[Start of section]

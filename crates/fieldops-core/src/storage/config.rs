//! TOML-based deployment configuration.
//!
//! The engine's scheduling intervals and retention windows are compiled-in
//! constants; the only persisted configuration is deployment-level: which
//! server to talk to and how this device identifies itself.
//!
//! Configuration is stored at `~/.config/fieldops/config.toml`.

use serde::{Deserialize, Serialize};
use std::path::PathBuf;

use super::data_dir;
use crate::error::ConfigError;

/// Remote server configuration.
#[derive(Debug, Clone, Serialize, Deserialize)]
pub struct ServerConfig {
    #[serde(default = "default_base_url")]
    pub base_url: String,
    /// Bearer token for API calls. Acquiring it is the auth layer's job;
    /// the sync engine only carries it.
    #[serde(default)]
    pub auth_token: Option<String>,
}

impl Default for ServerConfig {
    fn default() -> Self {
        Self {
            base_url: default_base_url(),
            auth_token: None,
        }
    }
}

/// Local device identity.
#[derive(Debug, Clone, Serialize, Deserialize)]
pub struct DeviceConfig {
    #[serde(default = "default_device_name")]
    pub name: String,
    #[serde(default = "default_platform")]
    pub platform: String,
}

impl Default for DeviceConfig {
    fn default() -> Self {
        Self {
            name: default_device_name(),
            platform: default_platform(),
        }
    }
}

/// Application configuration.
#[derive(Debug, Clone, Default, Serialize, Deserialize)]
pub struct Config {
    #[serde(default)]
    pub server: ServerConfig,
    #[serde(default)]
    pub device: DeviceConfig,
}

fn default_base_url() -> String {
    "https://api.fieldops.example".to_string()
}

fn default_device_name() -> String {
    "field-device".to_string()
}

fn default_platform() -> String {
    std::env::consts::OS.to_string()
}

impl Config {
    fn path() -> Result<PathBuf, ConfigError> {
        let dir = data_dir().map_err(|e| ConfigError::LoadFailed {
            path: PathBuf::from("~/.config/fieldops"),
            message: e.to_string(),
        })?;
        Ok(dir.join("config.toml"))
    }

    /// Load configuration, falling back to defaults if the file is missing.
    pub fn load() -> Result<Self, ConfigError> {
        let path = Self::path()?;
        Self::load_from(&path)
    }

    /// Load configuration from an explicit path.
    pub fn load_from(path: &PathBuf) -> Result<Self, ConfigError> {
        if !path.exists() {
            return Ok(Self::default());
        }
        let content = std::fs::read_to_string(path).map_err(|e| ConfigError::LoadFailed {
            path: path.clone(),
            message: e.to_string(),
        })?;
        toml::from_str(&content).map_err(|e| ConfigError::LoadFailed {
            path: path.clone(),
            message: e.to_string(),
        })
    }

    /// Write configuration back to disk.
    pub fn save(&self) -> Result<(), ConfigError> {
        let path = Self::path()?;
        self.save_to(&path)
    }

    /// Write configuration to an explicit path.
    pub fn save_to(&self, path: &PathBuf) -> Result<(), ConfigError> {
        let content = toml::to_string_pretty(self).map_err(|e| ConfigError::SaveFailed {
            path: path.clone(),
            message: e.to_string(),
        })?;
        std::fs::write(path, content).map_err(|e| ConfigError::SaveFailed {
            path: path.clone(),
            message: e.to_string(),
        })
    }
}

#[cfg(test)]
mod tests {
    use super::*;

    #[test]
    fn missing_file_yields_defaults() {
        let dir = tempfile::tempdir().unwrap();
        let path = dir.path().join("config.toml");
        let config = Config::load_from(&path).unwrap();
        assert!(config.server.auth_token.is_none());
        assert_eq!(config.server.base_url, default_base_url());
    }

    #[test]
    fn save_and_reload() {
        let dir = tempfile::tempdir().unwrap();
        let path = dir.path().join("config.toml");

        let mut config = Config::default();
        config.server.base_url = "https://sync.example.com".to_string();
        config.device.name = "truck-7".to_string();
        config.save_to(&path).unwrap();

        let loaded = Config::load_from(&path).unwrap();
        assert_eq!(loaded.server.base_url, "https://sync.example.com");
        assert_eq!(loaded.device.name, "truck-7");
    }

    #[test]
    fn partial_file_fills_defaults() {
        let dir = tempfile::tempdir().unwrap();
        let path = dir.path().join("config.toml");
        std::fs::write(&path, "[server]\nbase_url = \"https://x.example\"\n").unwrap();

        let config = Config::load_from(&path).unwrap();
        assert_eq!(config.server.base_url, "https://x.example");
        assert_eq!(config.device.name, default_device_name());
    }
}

[End of section]
[Start of section]

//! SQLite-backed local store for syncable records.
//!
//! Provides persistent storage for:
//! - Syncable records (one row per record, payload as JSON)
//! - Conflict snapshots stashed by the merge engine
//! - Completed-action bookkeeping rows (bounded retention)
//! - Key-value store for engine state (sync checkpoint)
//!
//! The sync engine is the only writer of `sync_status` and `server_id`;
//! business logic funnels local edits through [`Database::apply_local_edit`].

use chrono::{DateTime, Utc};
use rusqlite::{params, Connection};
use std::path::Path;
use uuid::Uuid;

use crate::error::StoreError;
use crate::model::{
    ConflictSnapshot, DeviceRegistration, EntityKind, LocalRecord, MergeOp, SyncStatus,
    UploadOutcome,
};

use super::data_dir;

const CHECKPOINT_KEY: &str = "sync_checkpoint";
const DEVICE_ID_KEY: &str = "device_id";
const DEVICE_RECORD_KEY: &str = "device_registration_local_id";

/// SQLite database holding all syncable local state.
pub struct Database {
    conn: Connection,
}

[End of section]
[Start of section]

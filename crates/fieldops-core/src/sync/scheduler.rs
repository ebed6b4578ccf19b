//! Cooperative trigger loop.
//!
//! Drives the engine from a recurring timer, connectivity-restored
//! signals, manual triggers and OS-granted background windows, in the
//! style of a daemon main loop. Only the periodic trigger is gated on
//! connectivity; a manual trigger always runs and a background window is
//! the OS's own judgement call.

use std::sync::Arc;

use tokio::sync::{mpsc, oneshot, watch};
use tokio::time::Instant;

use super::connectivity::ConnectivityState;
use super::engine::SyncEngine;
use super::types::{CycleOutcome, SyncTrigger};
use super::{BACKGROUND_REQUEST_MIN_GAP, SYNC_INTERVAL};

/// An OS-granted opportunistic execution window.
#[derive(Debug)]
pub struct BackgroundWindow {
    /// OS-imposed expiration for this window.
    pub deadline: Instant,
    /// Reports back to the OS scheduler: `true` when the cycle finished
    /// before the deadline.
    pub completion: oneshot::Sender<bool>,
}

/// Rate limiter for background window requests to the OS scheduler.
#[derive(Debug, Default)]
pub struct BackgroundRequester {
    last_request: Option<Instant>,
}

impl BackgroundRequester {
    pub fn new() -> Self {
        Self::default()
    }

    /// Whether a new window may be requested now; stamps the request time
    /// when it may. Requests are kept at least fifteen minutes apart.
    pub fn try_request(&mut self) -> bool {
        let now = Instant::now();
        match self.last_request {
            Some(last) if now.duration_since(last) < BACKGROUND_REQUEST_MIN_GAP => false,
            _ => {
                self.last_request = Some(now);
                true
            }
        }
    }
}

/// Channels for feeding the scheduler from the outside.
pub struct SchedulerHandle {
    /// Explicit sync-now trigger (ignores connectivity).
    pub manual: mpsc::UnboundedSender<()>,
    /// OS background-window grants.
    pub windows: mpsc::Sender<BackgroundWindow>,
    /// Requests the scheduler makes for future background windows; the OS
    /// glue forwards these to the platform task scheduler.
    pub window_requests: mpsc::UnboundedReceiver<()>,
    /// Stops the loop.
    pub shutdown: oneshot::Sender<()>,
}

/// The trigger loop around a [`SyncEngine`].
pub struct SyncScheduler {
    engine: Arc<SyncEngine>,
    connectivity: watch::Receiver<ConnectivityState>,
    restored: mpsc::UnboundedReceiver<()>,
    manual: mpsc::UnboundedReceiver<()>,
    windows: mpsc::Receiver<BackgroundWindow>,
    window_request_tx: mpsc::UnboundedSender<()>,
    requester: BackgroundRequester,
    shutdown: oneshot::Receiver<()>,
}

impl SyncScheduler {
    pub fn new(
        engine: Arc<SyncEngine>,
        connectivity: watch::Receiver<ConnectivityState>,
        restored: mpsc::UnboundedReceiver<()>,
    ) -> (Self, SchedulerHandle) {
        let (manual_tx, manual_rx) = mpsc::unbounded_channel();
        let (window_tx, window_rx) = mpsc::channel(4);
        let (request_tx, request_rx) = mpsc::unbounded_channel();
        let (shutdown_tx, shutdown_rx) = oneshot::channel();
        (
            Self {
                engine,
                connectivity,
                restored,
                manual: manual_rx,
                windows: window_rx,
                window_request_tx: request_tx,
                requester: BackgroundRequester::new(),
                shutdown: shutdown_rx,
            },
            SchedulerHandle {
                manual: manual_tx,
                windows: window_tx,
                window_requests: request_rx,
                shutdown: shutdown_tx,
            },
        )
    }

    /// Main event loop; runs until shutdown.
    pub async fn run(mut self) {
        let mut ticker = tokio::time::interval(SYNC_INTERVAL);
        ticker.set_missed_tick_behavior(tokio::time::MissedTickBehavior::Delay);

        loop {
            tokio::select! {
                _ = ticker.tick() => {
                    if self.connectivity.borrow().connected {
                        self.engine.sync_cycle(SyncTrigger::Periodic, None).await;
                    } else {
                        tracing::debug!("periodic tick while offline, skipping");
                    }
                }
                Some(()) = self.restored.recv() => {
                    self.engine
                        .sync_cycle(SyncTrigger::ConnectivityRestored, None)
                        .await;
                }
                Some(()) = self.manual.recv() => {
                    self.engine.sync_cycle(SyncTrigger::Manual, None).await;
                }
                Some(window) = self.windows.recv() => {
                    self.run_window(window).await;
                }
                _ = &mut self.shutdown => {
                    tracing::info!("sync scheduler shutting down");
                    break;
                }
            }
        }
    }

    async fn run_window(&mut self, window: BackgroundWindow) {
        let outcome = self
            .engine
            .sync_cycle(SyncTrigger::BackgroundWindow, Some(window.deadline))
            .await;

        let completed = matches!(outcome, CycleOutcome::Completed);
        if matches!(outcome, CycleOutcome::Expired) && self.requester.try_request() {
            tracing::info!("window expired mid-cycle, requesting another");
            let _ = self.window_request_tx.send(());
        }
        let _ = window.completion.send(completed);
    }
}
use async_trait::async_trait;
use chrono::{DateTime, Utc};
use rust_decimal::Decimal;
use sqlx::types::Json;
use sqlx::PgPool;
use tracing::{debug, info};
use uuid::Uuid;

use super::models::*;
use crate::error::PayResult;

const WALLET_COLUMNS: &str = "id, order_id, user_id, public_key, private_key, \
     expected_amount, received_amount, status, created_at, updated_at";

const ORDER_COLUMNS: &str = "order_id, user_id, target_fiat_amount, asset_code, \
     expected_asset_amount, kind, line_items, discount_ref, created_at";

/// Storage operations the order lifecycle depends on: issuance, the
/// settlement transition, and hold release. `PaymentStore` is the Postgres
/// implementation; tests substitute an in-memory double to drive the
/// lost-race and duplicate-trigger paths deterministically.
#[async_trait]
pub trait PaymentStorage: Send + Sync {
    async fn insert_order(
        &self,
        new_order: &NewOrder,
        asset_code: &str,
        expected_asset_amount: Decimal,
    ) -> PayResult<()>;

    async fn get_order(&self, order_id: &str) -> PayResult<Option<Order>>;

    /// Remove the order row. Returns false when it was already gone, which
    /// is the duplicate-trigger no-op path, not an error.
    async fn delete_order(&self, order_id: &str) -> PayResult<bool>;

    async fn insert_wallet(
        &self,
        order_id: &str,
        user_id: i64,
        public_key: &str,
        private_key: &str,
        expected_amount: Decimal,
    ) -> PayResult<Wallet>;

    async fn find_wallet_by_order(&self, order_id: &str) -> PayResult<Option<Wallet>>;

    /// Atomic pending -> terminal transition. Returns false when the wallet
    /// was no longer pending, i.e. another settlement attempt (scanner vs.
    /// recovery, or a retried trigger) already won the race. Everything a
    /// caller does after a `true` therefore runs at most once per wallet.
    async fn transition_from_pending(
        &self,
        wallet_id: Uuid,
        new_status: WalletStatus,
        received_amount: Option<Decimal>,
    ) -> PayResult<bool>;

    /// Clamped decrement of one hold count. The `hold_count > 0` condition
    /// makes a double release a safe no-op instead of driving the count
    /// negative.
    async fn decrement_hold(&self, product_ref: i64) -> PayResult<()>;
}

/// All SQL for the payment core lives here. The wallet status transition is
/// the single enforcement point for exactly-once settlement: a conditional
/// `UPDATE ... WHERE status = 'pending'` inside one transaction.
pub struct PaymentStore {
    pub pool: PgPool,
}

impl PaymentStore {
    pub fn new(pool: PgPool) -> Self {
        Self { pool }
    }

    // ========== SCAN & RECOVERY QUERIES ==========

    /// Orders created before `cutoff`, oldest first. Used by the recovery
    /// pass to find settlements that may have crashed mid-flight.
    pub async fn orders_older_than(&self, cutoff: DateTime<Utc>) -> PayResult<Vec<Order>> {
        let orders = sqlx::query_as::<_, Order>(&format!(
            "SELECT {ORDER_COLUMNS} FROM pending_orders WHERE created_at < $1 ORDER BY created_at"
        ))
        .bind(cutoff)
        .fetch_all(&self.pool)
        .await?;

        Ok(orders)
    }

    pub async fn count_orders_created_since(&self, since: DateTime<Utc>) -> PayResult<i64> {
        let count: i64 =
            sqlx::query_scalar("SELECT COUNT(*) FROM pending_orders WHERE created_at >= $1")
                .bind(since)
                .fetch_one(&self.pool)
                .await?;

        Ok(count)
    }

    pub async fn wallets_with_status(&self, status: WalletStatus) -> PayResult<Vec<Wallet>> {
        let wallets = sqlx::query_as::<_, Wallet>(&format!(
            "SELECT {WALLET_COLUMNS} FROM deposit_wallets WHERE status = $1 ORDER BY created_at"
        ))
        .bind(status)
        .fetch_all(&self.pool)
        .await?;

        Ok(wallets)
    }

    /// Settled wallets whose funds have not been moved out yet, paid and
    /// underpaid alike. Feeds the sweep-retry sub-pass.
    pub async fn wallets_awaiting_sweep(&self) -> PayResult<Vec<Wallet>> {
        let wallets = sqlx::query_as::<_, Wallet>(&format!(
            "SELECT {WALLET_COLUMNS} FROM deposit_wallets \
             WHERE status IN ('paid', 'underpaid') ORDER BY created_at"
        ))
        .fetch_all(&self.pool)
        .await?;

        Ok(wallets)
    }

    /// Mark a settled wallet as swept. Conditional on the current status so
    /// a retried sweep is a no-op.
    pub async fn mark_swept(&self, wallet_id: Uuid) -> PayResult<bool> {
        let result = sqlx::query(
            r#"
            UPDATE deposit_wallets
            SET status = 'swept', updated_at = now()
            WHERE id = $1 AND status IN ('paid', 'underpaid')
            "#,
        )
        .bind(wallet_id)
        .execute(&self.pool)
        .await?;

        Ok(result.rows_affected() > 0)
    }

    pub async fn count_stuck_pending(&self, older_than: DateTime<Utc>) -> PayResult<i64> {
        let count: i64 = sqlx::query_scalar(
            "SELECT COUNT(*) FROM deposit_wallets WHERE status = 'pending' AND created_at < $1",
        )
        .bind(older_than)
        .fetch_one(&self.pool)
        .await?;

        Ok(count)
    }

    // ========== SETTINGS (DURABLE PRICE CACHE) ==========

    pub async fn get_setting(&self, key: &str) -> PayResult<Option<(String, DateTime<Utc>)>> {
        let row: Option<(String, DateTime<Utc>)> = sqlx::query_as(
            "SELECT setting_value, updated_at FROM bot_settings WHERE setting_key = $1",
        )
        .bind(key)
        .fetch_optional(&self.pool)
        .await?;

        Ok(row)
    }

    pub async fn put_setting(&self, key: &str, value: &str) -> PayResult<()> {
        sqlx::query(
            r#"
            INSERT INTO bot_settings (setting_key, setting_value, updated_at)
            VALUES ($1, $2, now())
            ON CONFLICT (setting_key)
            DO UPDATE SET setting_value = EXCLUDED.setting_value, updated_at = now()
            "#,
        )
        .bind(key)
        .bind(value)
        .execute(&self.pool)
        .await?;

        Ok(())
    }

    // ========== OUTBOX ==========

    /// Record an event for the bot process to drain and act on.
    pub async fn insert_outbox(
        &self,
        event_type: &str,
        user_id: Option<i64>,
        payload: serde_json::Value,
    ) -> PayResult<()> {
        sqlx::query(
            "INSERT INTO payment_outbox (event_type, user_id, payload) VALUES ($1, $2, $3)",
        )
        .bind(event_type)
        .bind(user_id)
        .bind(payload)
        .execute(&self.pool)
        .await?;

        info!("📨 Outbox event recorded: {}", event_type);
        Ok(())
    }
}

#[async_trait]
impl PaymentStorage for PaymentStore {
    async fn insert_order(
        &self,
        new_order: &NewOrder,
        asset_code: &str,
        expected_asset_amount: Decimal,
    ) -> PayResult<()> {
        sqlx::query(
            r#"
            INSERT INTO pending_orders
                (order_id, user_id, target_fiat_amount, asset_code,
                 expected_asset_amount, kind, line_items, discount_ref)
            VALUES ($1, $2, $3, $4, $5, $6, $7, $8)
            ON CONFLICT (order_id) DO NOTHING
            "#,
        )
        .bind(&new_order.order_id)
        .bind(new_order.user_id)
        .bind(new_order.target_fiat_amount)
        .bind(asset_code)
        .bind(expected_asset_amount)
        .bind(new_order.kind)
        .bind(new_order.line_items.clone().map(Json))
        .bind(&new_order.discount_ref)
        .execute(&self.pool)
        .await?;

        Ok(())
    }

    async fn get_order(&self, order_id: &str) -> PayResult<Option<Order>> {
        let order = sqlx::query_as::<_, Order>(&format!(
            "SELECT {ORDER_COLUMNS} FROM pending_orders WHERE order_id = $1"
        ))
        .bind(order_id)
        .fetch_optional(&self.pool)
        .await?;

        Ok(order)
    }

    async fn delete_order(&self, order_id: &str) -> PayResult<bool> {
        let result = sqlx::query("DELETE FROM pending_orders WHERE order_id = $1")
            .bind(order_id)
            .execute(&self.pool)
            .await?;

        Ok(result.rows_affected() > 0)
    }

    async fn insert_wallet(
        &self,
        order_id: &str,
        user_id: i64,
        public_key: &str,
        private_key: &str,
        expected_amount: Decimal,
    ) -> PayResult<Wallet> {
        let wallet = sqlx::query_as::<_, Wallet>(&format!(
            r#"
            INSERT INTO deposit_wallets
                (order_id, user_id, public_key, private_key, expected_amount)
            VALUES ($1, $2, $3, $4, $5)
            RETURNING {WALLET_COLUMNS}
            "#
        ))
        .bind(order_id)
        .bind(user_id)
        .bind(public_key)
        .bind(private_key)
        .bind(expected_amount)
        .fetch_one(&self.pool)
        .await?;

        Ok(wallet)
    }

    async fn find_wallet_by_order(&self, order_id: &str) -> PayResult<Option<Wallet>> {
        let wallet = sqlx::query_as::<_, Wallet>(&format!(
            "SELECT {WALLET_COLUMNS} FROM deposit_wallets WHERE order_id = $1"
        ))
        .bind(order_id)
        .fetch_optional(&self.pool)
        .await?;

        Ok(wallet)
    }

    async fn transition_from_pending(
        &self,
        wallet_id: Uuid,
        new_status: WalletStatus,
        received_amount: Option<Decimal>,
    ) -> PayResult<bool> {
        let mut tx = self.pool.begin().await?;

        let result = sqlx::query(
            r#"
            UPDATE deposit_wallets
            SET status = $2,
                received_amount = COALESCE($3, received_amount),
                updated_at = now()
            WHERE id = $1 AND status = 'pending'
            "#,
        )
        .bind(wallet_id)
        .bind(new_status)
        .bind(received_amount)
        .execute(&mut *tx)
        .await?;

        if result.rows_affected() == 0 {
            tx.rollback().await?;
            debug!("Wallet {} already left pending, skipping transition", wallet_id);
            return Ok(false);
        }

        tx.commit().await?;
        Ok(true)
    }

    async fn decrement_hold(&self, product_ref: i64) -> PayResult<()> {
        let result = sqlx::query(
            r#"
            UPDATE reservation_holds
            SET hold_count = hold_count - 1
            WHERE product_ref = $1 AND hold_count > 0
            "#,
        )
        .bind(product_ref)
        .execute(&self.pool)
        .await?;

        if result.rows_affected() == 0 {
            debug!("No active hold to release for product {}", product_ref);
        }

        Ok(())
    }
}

[End of section]

TASK ITEM >>
Every line in the data above that contains the word "crates" should be copied.

RESPONSE >>
filename crates/fieldops-core/src/storage/config.rs
filename crates/fieldops-core/src/sync/scheduler.rs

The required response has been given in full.